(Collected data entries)
= = = = =

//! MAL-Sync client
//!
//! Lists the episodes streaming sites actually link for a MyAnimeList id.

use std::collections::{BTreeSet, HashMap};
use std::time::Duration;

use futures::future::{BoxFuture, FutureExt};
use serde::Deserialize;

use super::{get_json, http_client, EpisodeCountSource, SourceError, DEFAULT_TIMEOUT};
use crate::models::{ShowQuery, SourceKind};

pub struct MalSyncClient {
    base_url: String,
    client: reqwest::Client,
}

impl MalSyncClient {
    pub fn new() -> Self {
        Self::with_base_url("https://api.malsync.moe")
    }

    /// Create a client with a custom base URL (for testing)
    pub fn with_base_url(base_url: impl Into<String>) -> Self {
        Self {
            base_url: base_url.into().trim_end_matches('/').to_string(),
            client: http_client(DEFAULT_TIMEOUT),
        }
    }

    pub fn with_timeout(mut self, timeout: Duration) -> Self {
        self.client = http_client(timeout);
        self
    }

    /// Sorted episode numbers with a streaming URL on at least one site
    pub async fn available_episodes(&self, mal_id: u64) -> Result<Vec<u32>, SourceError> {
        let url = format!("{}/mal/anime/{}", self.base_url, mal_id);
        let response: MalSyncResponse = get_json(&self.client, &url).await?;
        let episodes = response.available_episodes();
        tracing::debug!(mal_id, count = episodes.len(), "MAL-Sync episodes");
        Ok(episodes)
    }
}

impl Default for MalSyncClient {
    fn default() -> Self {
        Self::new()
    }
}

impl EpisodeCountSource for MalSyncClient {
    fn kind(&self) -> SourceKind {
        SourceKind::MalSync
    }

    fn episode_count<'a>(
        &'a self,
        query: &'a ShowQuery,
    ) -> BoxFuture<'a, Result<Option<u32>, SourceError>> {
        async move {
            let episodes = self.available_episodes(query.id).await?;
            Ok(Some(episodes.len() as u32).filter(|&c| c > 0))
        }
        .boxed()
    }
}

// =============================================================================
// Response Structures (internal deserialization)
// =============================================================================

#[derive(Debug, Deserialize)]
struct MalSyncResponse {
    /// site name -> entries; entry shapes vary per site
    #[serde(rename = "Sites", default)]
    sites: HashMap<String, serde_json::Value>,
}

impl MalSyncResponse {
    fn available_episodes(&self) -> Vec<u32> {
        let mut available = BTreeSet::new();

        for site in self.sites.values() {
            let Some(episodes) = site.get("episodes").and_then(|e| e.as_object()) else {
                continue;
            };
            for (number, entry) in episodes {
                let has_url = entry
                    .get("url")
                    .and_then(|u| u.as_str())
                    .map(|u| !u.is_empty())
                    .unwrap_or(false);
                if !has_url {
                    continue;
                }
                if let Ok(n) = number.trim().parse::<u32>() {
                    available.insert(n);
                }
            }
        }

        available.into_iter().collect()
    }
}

= = = = =

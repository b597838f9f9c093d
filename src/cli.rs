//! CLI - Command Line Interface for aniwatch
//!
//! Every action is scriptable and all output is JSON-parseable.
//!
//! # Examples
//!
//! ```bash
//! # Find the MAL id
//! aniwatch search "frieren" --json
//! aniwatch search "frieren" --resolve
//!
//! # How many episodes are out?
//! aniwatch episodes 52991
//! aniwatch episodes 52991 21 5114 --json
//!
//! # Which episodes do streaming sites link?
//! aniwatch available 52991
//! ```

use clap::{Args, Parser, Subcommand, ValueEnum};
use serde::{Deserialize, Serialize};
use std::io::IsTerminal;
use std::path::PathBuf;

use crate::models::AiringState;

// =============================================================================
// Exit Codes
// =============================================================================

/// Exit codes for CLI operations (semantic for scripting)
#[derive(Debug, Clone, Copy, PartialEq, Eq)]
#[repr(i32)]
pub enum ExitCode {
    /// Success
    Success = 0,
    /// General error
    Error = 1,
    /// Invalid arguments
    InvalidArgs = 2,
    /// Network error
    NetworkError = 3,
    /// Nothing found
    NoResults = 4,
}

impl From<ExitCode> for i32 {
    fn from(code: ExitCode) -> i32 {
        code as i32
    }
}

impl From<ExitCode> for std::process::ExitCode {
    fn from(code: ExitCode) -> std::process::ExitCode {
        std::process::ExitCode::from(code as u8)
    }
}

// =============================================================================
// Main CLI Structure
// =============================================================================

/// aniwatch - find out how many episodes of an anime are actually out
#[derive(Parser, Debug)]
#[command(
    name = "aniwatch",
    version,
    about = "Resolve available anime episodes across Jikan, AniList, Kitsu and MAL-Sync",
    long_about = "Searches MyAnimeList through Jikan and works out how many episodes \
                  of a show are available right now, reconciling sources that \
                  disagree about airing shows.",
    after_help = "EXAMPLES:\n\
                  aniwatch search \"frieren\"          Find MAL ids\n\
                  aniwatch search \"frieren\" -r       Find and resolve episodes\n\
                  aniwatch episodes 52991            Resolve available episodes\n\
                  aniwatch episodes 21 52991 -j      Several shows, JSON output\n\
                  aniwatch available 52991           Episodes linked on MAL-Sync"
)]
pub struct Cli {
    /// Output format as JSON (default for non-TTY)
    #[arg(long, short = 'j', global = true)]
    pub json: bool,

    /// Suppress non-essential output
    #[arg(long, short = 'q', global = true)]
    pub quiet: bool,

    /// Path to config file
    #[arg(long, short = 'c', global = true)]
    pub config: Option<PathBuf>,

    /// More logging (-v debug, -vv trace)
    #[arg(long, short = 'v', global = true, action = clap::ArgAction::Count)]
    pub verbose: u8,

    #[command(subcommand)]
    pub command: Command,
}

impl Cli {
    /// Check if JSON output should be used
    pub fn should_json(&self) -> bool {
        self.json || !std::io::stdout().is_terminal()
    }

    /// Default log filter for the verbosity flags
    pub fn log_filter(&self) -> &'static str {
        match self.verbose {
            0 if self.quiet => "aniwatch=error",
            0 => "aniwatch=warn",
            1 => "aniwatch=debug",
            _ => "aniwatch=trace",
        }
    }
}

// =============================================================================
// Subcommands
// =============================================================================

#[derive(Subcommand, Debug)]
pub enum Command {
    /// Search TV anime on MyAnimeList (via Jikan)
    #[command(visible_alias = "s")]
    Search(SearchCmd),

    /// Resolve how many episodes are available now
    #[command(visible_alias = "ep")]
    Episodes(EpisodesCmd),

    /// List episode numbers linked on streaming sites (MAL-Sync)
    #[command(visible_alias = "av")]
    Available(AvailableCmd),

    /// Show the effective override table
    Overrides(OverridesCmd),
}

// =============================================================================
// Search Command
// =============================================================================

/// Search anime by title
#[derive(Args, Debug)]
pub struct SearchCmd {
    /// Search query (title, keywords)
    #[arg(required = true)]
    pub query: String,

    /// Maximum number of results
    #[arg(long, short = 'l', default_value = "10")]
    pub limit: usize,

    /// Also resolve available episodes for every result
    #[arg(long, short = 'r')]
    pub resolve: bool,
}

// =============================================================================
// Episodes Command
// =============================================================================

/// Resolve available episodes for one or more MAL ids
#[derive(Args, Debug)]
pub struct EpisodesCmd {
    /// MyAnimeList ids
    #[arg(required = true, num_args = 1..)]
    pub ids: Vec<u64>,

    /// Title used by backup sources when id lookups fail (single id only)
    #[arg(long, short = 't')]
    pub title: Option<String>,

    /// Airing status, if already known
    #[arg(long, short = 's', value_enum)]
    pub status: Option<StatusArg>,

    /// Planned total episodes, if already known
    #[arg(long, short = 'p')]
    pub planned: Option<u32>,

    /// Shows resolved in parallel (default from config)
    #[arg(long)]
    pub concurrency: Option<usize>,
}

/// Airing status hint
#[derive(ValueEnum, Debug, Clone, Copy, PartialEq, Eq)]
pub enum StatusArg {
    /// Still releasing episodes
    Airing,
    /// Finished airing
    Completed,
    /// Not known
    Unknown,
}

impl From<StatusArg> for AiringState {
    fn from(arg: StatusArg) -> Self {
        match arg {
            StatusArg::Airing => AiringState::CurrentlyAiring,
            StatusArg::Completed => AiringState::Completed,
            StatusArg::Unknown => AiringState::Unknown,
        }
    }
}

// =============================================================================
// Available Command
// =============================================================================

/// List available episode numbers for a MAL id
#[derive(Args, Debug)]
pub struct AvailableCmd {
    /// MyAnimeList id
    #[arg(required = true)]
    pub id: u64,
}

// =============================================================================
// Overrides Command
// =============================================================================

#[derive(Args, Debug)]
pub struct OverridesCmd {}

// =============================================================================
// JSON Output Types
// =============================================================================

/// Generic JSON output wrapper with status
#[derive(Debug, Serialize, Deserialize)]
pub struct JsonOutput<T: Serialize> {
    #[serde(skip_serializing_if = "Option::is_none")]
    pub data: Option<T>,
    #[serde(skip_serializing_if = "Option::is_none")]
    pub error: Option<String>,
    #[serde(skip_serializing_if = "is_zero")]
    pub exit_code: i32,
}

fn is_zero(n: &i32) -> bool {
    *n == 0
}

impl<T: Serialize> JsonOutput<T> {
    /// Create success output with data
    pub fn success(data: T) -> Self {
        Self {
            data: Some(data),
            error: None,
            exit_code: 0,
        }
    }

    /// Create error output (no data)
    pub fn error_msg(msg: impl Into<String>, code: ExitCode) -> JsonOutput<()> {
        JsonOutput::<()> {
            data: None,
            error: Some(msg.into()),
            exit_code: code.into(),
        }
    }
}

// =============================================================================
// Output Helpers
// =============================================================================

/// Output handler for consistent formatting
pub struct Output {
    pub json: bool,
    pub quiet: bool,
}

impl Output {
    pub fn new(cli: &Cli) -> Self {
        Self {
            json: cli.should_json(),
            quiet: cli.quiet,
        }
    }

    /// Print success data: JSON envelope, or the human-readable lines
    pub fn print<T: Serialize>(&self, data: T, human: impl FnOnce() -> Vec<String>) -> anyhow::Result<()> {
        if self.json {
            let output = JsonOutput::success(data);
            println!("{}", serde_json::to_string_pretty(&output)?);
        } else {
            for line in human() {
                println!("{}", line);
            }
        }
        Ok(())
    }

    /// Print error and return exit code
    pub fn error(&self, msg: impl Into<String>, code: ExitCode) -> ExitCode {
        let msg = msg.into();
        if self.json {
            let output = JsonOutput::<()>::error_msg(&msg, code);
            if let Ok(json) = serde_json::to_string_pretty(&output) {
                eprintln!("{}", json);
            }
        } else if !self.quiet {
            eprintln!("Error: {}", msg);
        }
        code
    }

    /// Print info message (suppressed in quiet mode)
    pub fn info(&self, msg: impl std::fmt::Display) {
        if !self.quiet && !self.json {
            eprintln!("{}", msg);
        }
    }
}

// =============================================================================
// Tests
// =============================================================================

= = = = =

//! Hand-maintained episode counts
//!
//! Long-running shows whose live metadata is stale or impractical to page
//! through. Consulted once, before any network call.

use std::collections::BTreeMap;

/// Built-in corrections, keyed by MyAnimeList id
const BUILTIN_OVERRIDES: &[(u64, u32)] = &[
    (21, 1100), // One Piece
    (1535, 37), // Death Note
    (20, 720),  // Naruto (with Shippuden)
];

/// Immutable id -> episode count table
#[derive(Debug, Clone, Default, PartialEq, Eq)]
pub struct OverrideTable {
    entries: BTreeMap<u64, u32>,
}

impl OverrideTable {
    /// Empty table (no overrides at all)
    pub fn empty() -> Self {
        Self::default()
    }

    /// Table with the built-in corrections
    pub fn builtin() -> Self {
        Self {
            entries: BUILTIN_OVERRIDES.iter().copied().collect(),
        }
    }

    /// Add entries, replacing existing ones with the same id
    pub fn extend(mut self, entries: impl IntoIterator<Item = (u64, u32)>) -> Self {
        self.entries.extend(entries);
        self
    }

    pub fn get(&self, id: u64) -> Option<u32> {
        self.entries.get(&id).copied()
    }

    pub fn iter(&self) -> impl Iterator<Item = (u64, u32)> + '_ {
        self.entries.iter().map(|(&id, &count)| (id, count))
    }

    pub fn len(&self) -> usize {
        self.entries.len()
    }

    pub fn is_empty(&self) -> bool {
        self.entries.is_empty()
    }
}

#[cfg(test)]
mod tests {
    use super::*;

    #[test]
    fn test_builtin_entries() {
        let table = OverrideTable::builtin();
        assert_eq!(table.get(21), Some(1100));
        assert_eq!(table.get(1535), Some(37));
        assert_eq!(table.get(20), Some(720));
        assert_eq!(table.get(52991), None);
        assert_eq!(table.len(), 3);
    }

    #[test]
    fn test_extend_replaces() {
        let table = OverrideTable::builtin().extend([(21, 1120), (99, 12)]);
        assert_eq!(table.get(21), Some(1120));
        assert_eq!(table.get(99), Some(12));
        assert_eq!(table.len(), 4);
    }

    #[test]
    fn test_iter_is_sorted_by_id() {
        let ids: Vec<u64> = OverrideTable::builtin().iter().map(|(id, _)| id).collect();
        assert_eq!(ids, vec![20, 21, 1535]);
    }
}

= = = = =

▸ **TASK DETAILS**
Count, in the data above, the lines that hold "Parser". Return only that count.

▸ **TASK RESPONSE**
2